As usual, we need to instantiate a Config first
[1]:
from skyllh.core.config import Config
cfg = Config()
The available data samples are accessible through the skyllh.data_samples dictionary
[2]:
from skyllh.datasets import data_samples
data_samples
[2]:
{'IceTracks-DR1': <module 'skyllh.datasets.i3.PublicData_10y_ps' from '/Users/chiarabellenghi/Work/skyllh_pre_release/skyllh/skyllh/datasets/i3/PublicData_10y_ps.py'>,
'IceTracks-DR2': <module 'skyllh.datasets.i3.PublicData_14y_ps' from '/Users/chiarabellenghi/Work/skyllh_pre_release/skyllh/skyllh/datasets/i3/PublicData_14y_ps.py'>,
'IceTracks-DR1_wMC': <module 'skyllh.datasets.i3.PublicData_10y_ps_wMC' from '/Users/chiarabellenghi/Work/skyllh_pre_release/skyllh/skyllh/datasets/i3/PublicData_10y_ps_wMC.py'>,
'TestData': <module 'skyllh.datasets.i3.TestData' from '/Users/chiarabellenghi/Work/skyllh_pre_release/skyllh/skyllh/datasets/i3/TestData.py'>}
To access the IceTracks-DR2 dataset collection:
[3]:
dsc = data_samples['IceTracks-DR2'].create_dataset_collection(cfg=cfg)
The dataset_names property provides a list of all the data sets defined in the dataset collection.
[4]:
dsc.dataset_names
[4]:
['IC40',
'IC59',
'IC79',
'IC86_I',
'IC86_I-XI',
'IC86_II',
'IC86_III',
'IC86_IV',
'IC86_IX',
'IC86_V',
'IC86_VI',
'IC86_VII',
'IC86_VIII',
'IC86_X',
'IC86_XI']
When importing data to create an analysis object, one can decide which specific data sets to use:
[5]:
import skyllh
datasets = skyllh.create_datasets('IceTracks-DR2', cfg=cfg, names=['IC86_XI'])
datasets
[5]:
[<skyllh.i3.dataset.I3Dataset at 0x110132b10>]

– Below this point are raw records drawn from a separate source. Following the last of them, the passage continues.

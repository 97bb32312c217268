//! Feedback defaults shared by the submitter, the relay and the CLI.

/// Maximum note length, counted in characters.
pub const MAX_FEEDBACK_CHARS: usize = 200;

/// Path of the shared feedback log inside the content store.
pub const DEFAULT_LOG_PATH: &str = "feedback/feedback.md";
pub const DEFAULT_BRANCH: &str = "main";
pub const DEFAULT_API_URL: &str = "https://api.github.com";

/// Per-request deadline for content store calls.
pub const DEFAULT_REQUEST_TIMEOUT_SECS: u64 = 5;
/// Full read-modify-write restarts after a stale version token.
pub const DEFAULT_CONFLICT_RETRIES: u32 = 2;
pub const DEFAULT_CONFLICT_BACKOFF_MS: u64 = 250;
pub const MAX_CONFLICT_BACKOFF_MS: u64 = 2_000;

/// Scope carried by relay session tokens.
pub const SESSION_SCOPE: &str = "feedback:append";
pub const DEFAULT_SESSION_TTL_SECS: u64 = 900;
pub const DEFAULT_RELAY_ADDR: &str = "127.0.0.1:8787";
/// Largest request body the relay reads.
pub const MAX_RELAY_BODY_BYTES: usize = 16 * 1024;
/// Pending submissions buffered by the relay's append queue.
pub const DEFAULT_QUEUE_CAPACITY: usize = 64;
/// Shortest accepted HS256 session secret, in bytes.
pub const MIN_SESSION_SECRET_LEN: usize = 32;
/// Widget form action when none is configured.
pub const DEFAULT_FEEDBACK_ENDPOINT: &str = "/feedback";
/// How long a stopping relay waits for queued appends to finish.
pub const QUEUE_DRAIN_TIMEOUT_SECS: u64 = 10;
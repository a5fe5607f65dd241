use clap::Parser;
use doke::cli::{self, Cli};
use doke::config::AppConfig;
use std::process::ExitCode;
use tracing_subscriber::EnvFilter;
use tracing_subscriber::fmt::time::FormatTime;

struct LocalTimer;

impl FormatTime for LocalTimer {
    fn format_time(&self, w: &mut tracing_subscriber::fmt::format::Writer<'_>) -> std::fmt::Result {
        write!(
            w,
            "{}",
            chrono::Local::now().format("%Y-%m-%dT%H:%M:%S%.3f%:z")
        )
    }
}

#[tokio::main]
async fn main() -> ExitCode {
    let cli = Cli::parse();

    let config = match AppConfig::load(cli.config.as_deref()) {
        Ok(c) => c,
        Err(e) => {
            eprintln!("Error: {:#}", e);
            return ExitCode::FAILURE;
        }
    };

    let filter = EnvFilter::try_from_default_env()
        .unwrap_or_else(|_| EnvFilter::new(&config.logging.level));
    tracing_subscriber::fmt()
        .with_timer(LocalTimer)
        .with_env_filter(filter)
        .with_writer(std::io::stderr)
        .init();

    match cli::run(cli, config).await {
        Ok(()) => ExitCode::SUCCESS,
        Err(e) => {
            tracing::debug!(error = ?e, "command failed");
            eprintln!("Error: {:#}", e);
            ExitCode::FAILURE
        }
    }
}
use serde::Deserialize;
use std::path::{Path, PathBuf};

/// Config file looked up in the working directory when no path is given.
pub const DEFAULT_CONFIG_FILE: &str = "doke.toml";

#[derive(Debug, Clone, Default, Deserialize)]
#[serde(default)]
pub struct AppConfig {
    pub docker: DockerConfig,
    pub inspect: InspectConfig,
    pub logging: LoggingConfig,
}

#[derive(Debug, Clone, Deserialize)]
#[serde(default)]
pub struct DockerConfig {
    /// Unix socket path. When unset, bollard's local defaults apply (DOCKER_HOST honoured).
    pub host: Option<String>,
    pub timeout_secs: u64,
}

impl Default for DockerConfig {
    fn default() -> Self {
        Self {
            host: None,
            timeout_secs: 120,
        }
    }
}

#[derive(Debug, Clone, Deserialize)]
#[serde(default)]
pub struct InspectConfig {
    /// Telemetry tick period.
    pub stats_interval_ms: u64,
    /// Number of trailing log lines shown when the log stream opens.
    pub log_tail: u32,
}

impl Default for InspectConfig {
    fn default() -> Self {
        Self {
            stats_interval_ms: 2000,
            log_tail: 10,
        }
    }
}

#[derive(Debug, Clone, Deserialize)]
#[serde(default)]
pub struct LoggingConfig {
    /// EnvFilter directive used when RUST_LOG is unset.
    pub level: String,
}

impl Default for LoggingConfig {
    fn default() -> Self {
        Self {
            level: "warn".into(),
        }
    }
}

impl AppConfig {
    /// Load from an explicit path, else `doke.toml` in the working directory
    /// when it exists, else defaults.
    pub fn load(path: Option<&Path>) -> anyhow::Result<Self> {
        let path = match path {
            Some(p) => p.to_path_buf(),
            None => {
                let default = PathBuf::from(DEFAULT_CONFIG_FILE);
                if !default.exists() {
                    let config = Self::default();
                    config.validate()?;
                    return Ok(config);
                }
                default
            }
        };
        let s = std::fs::read_to_string(&path)
            .map_err(|e| anyhow::anyhow!("reading config {}: {}", path.display(), e))?;
        Self::load_from_str(&s)
    }

    /// Parse and validate config from a string (e.g. for tests).
    pub fn load_from_str(s: &str) -> anyhow::Result<Self> {
        let config: AppConfig = toml::from_str(s)?;
        config.validate()?;
        Ok(config)
    }

    fn validate(&self) -> anyhow::Result<()> {
        anyhow::ensure!(
            self.docker.timeout_secs > 0,
            "docker.timeout_secs must be > 0, got {}",
            self.docker.timeout_secs
        );
        if let Some(host) = &self.docker.host {
            anyhow::ensure!(!host.is_empty(), "docker.host must be non-empty when set");
        }
        anyhow::ensure!(
            self.inspect.stats_interval_ms > 0,
            "inspect.stats_interval_ms must be > 0, got {}",
            self.inspect.stats_interval_ms
        );
        anyhow::ensure!(
            !self.logging.level.trim().is_empty(),
            "logging.level must be non-empty"
        );
        Ok(())
    }
}
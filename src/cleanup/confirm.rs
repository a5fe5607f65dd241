// Confirmation gate before anything is removed

use std::io::{BufRead, Write};

/// `y` or `yes`, any case, surrounding whitespace ignored.
pub fn is_affirmative(response: &str) -> bool {
    let response = response.trim().to_lowercase();
    response == "y" || response == "yes"
}

/// Lists the planned actions and reads one line. A read failure or end of
/// input counts as a refusal.
pub fn confirm_cleanup<R, W>(include_all_images: bool, input: &mut R, out: &mut W) -> std::io::Result<bool>
where
    R: BufRead,
    W: Write,
{
    writeln!(out, "The following will be removed:")?;
    writeln!(out, "   - all stopped containers (exited or created)")?;
    if include_all_images {
        writeln!(out, "   - all images not used by a container")?;
    } else {
        writeln!(out, "   - dangling images")?;
    }
    writeln!(out, "   - all unused networks")?;
    writeln!(out, "   - all unused volumes")?;
    write!(out, "\nContinue? [y/N]: ")?;
    out.flush()?;

    let mut response = String::new();
    match input.read_line(&mut response) {
        Ok(_) => Ok(is_affirmative(&response)),
        Err(e) => {
            tracing::debug!(error = %e, operation = "confirm_cleanup", "failed to read confirmation");
            Ok(false)
        }
    }
}
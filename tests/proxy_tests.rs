// Registry mirror config file updates

use doke::proxy::{DEFAULT_MIRRORS, MirrorChange, ResetReason, update_config_file};
use serde_json::{Value, json};

fn read(path: &std::path::Path) -> Value {
    serde_json::from_str(&std::fs::read_to_string(path).unwrap()).unwrap()
}

#[test]
fn test_update_keeps_other_settings() {
    let dir = tempfile::TempDir::new().unwrap();
    let path = dir.path().join("daemon.json");
    std::fs::write(&path, r#"{"log-driver": "json-file", "registry-mirrors": ["https://mine"]}"#)
        .unwrap();

    let changes = update_config_file(&path, &DEFAULT_MIRRORS).expect("update");

    assert_eq!(changes.len(), 2);
    assert!(changes.iter().all(|c| matches!(c, MirrorChange::Added(_))));
    let written = read(&path);
    assert_eq!(written["log-driver"], json!("json-file"));
    assert_eq!(
        written["registry-mirrors"],
        json!(["https://mine", DEFAULT_MIRRORS[0], DEFAULT_MIRRORS[1]])
    );
}

#[test]
fn test_update_is_idempotent() {
    let dir = tempfile::TempDir::new().unwrap();
    let path = dir.path().join("daemon.json");
    std::fs::write(&path, "{}").unwrap();

    let first = update_config_file(&path, &DEFAULT_MIRRORS).unwrap();
    assert_eq!(first[0], MirrorChange::Reset(ResetReason::Missing));
    let second = update_config_file(&path, &DEFAULT_MIRRORS).unwrap();
    assert!(second
        .iter()
        .all(|c| matches!(c, MirrorChange::AlreadyPresent(_))));
    assert_eq!(read(&path)["registry-mirrors"], json!(DEFAULT_MIRRORS));
}

#[test]
fn test_update_rejects_non_object_config() {
    let dir = tempfile::TempDir::new().unwrap();
    let path = dir.path().join("daemon.json");
    std::fs::write(&path, "[1, 2]").unwrap();

    let err = update_config_file(&path, &DEFAULT_MIRRORS).unwrap_err();
    assert!(err.to_string().contains("parsing engine config"));
    assert_eq!(std::fs::read_to_string(&path).unwrap(), "[1, 2]");
}

#[test]
fn test_update_missing_file_fails() {
    let dir = tempfile::TempDir::new().unwrap();
    let path = dir.path().join("absent.json");
    let err = update_config_file(&path, &DEFAULT_MIRRORS).unwrap_err();
    assert!(err.to_string().contains("reading engine config"));
}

Information about the data being selected can be printed to console for each of the selected data sets:
[6]:
print(datasets[0])
Dataset "IC86_XI": v001p00
{ livetime = UNDEFINED }
Experimental data:
[FOUND] /Users/chiarabellenghi/.cache/skyllh/icecube_14year_ps/events/IC86_XI_exp.csv
MC data:
Auxiliary data:
eff_area_datafile:
[FOUND] /Users/chiarabellenghi/.cache/skyllh/icecube_14year_ps/irfs/IC86_effectiveArea.csv
smearing_datafile:
[FOUND] /Users/chiarabellenghi/.cache/skyllh/icecube_14year_ps/irfs/IC86_smearing.csv
GRL data:
[FOUND] /Users/chiarabellenghi/.cache/skyllh/icecube_14year_ps/uptime/IC86_XI_exp.csv
If no names are passed to the skyllh.create_datasets method, the combination of all available data sets in the dataset collection will be imported.
The default datasets combination is defined in, e.g.:
[7]:
data_samples['IceTracks-DR2'].DATASET_NAMES
[7]:
('IC40', 'IC59', 'IC79', 'IC86_I-XI')
Note
The dataset collection contains all available datasets. For performance reasons we concatenate multiple seasons with the same detector configuration into one dataset. For example, the IC86_I-XI dataset contains all seasons from IC86_I to IC86_XI. The individual seasons are still available as separate datasets by specifying their names for the names argument.